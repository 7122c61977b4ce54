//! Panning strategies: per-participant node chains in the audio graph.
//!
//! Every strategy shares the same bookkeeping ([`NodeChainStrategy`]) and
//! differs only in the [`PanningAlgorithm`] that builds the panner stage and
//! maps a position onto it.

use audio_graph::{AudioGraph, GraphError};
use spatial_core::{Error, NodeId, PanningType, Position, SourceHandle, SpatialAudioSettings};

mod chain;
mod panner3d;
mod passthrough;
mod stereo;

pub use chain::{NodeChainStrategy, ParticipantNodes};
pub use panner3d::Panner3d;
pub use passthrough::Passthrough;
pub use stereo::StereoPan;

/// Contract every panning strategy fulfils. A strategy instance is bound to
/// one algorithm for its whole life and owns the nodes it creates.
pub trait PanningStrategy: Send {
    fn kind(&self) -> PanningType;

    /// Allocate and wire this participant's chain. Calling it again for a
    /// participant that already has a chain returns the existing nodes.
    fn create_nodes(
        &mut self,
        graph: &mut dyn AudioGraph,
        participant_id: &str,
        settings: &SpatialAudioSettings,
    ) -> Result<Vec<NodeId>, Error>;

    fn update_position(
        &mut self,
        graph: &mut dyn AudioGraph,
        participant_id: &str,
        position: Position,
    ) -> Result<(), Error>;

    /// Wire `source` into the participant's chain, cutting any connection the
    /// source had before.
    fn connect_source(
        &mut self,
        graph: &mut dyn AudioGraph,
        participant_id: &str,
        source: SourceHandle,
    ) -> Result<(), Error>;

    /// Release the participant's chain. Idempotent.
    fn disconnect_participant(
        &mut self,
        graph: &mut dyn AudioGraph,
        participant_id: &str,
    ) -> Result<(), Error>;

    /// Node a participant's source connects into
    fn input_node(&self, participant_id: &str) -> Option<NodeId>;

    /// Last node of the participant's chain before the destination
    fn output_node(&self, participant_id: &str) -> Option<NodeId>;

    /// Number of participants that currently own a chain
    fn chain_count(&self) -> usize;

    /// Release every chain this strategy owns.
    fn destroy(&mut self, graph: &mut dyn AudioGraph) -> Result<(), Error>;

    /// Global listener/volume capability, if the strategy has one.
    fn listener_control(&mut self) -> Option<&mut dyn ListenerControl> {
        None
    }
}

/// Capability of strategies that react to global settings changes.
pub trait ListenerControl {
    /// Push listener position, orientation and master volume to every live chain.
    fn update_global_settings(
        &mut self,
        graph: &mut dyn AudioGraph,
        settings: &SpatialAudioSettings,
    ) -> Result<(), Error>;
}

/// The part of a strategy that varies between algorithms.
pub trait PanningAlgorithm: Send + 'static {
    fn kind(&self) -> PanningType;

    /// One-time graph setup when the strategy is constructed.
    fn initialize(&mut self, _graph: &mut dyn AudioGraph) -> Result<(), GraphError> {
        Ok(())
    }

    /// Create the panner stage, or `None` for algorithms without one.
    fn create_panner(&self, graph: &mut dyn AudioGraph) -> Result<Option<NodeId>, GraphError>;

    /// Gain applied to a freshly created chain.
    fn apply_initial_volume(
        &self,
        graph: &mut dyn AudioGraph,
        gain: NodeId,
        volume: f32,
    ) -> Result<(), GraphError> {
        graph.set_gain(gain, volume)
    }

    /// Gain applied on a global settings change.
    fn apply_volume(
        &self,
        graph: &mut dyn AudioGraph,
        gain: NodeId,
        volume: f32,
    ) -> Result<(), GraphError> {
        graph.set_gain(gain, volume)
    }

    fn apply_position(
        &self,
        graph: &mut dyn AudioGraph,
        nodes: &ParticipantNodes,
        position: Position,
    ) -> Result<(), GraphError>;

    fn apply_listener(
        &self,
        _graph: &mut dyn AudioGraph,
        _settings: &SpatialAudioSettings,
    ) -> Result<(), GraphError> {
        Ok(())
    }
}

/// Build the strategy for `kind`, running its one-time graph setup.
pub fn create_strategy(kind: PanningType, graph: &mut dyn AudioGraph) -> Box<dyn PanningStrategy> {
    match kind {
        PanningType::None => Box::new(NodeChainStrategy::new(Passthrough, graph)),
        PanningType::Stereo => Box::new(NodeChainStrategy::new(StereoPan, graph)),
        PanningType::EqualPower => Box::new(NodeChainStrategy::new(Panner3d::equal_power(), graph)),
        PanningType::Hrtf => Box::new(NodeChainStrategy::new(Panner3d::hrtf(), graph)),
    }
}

###

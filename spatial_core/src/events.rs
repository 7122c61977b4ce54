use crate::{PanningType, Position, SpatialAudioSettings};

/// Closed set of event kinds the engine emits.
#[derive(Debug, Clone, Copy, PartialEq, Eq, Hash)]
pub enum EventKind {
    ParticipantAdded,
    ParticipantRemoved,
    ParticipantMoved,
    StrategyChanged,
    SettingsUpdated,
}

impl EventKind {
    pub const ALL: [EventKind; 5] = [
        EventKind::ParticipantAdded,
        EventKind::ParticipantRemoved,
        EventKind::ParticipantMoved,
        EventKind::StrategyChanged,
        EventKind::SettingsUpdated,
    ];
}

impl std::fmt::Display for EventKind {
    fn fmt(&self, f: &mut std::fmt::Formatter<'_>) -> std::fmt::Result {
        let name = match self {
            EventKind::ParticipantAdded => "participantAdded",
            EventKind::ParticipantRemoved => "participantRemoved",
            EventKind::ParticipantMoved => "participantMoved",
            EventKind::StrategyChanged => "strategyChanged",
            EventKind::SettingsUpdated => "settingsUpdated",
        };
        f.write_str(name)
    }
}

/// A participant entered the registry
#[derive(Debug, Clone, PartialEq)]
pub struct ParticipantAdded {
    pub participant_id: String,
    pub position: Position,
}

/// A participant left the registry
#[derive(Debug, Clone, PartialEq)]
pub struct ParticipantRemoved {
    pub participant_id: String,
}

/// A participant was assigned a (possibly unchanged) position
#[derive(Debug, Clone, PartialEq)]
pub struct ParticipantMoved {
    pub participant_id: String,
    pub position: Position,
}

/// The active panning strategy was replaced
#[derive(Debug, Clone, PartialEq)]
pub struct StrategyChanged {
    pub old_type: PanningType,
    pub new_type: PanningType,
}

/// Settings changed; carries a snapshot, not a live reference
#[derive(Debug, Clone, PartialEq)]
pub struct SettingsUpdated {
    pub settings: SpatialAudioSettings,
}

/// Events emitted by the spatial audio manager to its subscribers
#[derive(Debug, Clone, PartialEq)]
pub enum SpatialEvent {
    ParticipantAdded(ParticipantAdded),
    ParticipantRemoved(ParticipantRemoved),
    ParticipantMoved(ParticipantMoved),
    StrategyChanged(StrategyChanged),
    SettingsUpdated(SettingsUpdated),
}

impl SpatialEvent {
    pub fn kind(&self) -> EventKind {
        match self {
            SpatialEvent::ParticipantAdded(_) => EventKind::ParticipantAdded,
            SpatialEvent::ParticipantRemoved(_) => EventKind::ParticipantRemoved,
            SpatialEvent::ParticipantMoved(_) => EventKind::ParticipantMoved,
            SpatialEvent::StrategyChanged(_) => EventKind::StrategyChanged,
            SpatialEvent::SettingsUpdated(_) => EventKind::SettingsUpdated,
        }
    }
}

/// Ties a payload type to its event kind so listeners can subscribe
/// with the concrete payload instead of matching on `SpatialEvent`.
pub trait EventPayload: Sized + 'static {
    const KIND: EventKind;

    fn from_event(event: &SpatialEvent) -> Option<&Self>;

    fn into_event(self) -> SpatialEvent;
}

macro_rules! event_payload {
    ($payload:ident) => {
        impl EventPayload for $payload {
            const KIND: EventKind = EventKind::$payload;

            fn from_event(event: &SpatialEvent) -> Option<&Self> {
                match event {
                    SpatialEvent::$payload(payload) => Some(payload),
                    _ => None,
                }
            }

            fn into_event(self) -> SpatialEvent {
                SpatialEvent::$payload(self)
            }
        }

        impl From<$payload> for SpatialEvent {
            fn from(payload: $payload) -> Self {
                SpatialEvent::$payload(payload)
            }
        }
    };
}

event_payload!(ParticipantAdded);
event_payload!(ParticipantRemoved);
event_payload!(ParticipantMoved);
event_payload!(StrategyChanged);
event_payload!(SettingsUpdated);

###

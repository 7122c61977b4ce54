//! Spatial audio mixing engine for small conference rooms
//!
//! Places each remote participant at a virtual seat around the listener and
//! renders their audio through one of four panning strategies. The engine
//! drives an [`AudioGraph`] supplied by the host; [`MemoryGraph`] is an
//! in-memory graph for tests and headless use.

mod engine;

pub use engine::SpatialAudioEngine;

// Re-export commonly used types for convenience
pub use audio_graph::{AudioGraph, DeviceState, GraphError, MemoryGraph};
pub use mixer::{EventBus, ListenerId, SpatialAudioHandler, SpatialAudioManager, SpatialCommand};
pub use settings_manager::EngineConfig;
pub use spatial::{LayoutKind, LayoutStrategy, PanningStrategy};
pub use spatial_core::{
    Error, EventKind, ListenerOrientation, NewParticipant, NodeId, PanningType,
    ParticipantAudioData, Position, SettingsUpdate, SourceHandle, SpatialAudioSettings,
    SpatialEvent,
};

###

● **Work to be completed**: Exactly how many lines of the listing above contain the string "None"? Give no more than the number.

● **Solution for this task**: 4